# Directions
The required result is one figure, the count of lines below with the string "GzDecoder" in them.
(Information given begins)
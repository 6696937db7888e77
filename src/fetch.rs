//! Fetching of embedded transactions.

use std::collections::BTreeMap;
use std::io::Read;
use std::path::{Path, PathBuf};

use async_trait::async_trait;
use flate2::read::GzDecoder;
use tracing::{debug, warn};

use crate::error::FetchError;
use crate::types::TraceEvent;

/// Supplies the full event of a transaction that is embedded under a span.
#[async_trait]
pub trait EventTraceFetcher {
    async fn fetch_event_trace(
        &self,
        org_slug: &str,
        event_slug: &str,
    ) -> Result<TraceEvent, FetchError>;
}

/// Reads events from `<dir>/<event_slug>.json` or `<dir>/<event_slug>.json.gz`.
/// The organization is not part of the lookup.
#[derive(Debug, Clone)]
pub struct FileEventFetcher {
    pub dir: PathBuf,
}

impl FileEventFetcher {
    pub fn new(dir: impl Into<PathBuf>) -> FileEventFetcher {
        FileEventFetcher { dir: dir.into() }
    }
}

#[async_trait]
impl EventTraceFetcher for FileEventFetcher {
    async fn fetch_event_trace(
        &self,
        org_slug: &str,
        event_slug: &str,
    ) -> Result<TraceEvent, FetchError> {
        debug!(org_slug, event_slug, dir = %self.dir.display(), "fetching event");

        let plain_path = self.dir.join(format!("{event_slug}.json"));
        let gz_path = self.dir.join(format!("{event_slug}.json.gz"));

        let bytes = if tokio::fs::try_exists(&plain_path).await? {
            tokio::fs::read(&plain_path).await?
        } else if tokio::fs::try_exists(&gz_path).await? {
            let compressed = tokio::fs::read(&gz_path).await?;
            let mut decompressed = Vec::new();
            GzDecoder::new(compressed.as_slice()).read_to_end(&mut decompressed)?;
            decompressed
        } else {
            return Err(FetchError::NotFound(event_slug.to_string()));
        };

        Ok(serde_json::from_slice(&bytes)?)
    }
}

/// Which transactions are embedded under which span: parent span id -> event slugs.
#[derive(Debug, Clone, Default, PartialEq, Eq)]
pub struct EmbeddedTransactionIndex {
    by_parent_span: BTreeMap<String, Vec<String>>,
}

impl EmbeddedTransactionIndex {
    /// Index events by the parent span id of their trace context. Event slugs are event ids.
    pub fn from_events<'a>(events: impl IntoIterator<Item = &'a TraceEvent>) -> Self {
        let mut index = EmbeddedTransactionIndex::default();
        for event in events {
            let Some(parent_span_id) = event
                .trace_context()
                .and_then(|context| context.parent_span_id.clone())
            else {
                continue;
            };
            index.insert(&parent_span_id, &event.event_id);
        }
        index
    }

    /// Index every `*.json` event in a directory. Event slugs are file stems, so that the index
    /// can be used together with [FileEventFetcher].
    pub fn from_dir(dir: &Path) -> anyhow::Result<Self> {
        let mut index = EmbeddedTransactionIndex::default();
        let mut entries = std::fs::read_dir(dir)?
            .filter_map(|entry| entry.ok())
            .map(|entry| entry.path())
            .collect::<Vec<_>>();
        entries.sort();

        for path in entries {
            let Some(file_name) = path.file_name().and_then(|name| name.to_str()) else {
                continue;
            };
            let Some(event_slug) = file_name.strip_suffix(".json") else {
                continue;
            };

            let event: TraceEvent = match std::fs::read(&path)
                .map_err(anyhow::Error::from)
                .and_then(|bytes| Ok(serde_json::from_slice(&bytes)?))
            {
                Ok(event) => event,
                Err(err) => {
                    warn!(path = %path.display(), error = %err, "skipping unreadable event");
                    continue;
                }
            };

            if let Some(parent_span_id) = event
                .trace_context()
                .and_then(|context| context.parent_span_id.as_deref())
            {
                index.insert(parent_span_id, event_slug);
            }
        }
        Ok(index)
    }

    pub fn insert(&mut self, parent_span_id: &str, event_slug: &str) {
        self.by_parent_span
            .entry(parent_span_id.to_string())
            .or_default()
            .push(event_slug.to_string());
    }

    pub fn event_slugs(&self, span_id: &str) -> &[String] {
        self.by_parent_span
            .get(span_id)
            .map(Vec::as_slice)
            .unwrap_or(&[])
    }

    pub fn is_empty(&self) -> bool {
        self.by_parent_span.is_empty()
    }
}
(Information given ends)
# Output for this exercise
2